▶ Exercise instructions: In the entries below, count every line that has the string "FromScalar", and answer with that count alone.

[Data records]

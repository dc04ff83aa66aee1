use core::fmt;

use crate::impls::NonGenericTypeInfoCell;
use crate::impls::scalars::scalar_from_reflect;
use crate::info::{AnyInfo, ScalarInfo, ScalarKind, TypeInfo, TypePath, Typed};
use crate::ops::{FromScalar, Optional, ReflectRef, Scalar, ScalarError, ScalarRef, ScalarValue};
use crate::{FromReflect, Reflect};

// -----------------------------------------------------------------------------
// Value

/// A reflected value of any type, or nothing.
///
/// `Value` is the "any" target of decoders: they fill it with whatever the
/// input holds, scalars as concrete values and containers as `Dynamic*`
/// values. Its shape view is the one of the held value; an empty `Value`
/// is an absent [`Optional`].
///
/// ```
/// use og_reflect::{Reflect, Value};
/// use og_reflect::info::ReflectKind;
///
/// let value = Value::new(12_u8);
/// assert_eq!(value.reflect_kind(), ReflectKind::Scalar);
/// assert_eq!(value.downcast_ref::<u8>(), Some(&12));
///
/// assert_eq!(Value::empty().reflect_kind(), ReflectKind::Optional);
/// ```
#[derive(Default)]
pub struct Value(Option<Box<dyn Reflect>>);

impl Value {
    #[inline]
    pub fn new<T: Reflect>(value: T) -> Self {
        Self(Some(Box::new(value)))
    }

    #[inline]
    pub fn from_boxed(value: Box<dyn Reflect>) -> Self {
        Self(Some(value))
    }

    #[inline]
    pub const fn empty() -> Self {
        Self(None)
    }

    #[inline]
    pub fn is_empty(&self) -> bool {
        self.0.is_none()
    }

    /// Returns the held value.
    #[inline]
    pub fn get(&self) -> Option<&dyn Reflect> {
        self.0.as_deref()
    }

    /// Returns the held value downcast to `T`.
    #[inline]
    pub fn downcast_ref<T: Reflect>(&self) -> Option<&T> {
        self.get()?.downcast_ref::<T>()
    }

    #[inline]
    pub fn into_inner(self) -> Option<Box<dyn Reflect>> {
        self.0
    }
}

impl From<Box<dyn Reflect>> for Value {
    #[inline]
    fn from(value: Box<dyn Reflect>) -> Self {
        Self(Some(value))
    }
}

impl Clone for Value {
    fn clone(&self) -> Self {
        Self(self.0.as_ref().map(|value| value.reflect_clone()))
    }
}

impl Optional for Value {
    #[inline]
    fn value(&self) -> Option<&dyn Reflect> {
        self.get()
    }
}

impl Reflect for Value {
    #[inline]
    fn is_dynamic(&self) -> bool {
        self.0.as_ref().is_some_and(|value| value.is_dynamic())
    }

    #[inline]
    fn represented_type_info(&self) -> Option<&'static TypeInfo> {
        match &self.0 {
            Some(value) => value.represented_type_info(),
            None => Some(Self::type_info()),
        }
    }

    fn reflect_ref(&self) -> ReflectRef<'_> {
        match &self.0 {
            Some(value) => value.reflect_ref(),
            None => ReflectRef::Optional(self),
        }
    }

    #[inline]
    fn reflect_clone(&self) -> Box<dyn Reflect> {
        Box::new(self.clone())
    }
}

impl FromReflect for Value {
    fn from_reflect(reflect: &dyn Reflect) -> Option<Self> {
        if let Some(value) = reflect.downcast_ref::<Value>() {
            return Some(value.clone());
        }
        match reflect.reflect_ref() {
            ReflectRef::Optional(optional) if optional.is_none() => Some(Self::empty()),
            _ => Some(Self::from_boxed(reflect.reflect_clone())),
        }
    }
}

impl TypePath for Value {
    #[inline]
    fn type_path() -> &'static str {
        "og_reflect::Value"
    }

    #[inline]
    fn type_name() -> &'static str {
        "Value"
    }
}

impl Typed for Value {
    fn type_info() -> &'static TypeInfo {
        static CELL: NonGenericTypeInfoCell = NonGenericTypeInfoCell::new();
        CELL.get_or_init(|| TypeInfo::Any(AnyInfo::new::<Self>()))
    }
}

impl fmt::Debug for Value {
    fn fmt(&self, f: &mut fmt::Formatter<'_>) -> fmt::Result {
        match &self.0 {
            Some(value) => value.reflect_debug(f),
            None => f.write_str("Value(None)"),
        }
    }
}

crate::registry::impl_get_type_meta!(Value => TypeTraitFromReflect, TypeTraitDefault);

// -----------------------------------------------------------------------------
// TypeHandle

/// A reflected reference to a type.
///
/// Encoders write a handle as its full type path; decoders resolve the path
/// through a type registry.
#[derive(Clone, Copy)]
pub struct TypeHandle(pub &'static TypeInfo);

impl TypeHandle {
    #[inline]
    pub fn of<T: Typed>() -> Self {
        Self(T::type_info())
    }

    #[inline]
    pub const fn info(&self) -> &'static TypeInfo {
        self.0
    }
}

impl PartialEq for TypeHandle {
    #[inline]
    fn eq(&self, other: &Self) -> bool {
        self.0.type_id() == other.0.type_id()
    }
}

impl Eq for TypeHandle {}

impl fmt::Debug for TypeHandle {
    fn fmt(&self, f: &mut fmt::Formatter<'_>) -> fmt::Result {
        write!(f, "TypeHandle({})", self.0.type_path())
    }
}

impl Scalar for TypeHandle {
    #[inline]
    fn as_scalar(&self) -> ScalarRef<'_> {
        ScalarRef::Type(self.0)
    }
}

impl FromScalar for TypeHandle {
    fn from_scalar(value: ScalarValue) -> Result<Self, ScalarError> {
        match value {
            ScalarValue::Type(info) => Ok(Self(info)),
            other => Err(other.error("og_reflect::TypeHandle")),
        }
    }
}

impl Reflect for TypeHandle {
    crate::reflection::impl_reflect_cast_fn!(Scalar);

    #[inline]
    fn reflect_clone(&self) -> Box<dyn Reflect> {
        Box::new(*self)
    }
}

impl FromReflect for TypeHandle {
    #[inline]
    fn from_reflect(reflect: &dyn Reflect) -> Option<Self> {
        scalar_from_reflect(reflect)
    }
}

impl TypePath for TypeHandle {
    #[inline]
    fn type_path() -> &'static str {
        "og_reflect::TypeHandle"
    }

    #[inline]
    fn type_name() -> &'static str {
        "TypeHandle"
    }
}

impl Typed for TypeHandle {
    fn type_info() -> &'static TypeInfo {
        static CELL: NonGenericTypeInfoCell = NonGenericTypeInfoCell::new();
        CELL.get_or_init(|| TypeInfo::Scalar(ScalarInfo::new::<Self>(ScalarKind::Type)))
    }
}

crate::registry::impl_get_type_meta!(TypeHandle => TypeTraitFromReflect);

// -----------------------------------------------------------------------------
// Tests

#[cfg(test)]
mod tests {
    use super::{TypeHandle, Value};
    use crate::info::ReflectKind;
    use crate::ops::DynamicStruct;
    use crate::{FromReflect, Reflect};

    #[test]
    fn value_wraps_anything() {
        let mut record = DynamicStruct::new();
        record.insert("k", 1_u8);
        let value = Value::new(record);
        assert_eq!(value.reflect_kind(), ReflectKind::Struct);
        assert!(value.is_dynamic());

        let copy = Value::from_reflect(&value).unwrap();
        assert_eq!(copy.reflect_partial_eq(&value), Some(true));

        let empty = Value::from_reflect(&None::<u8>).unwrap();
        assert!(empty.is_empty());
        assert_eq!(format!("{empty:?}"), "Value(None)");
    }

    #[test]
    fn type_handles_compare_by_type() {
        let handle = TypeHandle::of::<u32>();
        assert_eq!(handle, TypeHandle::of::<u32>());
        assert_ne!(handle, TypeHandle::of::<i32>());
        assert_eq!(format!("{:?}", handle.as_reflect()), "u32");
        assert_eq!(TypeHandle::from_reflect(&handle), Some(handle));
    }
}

[/Data records]

▶ Worked solution: 2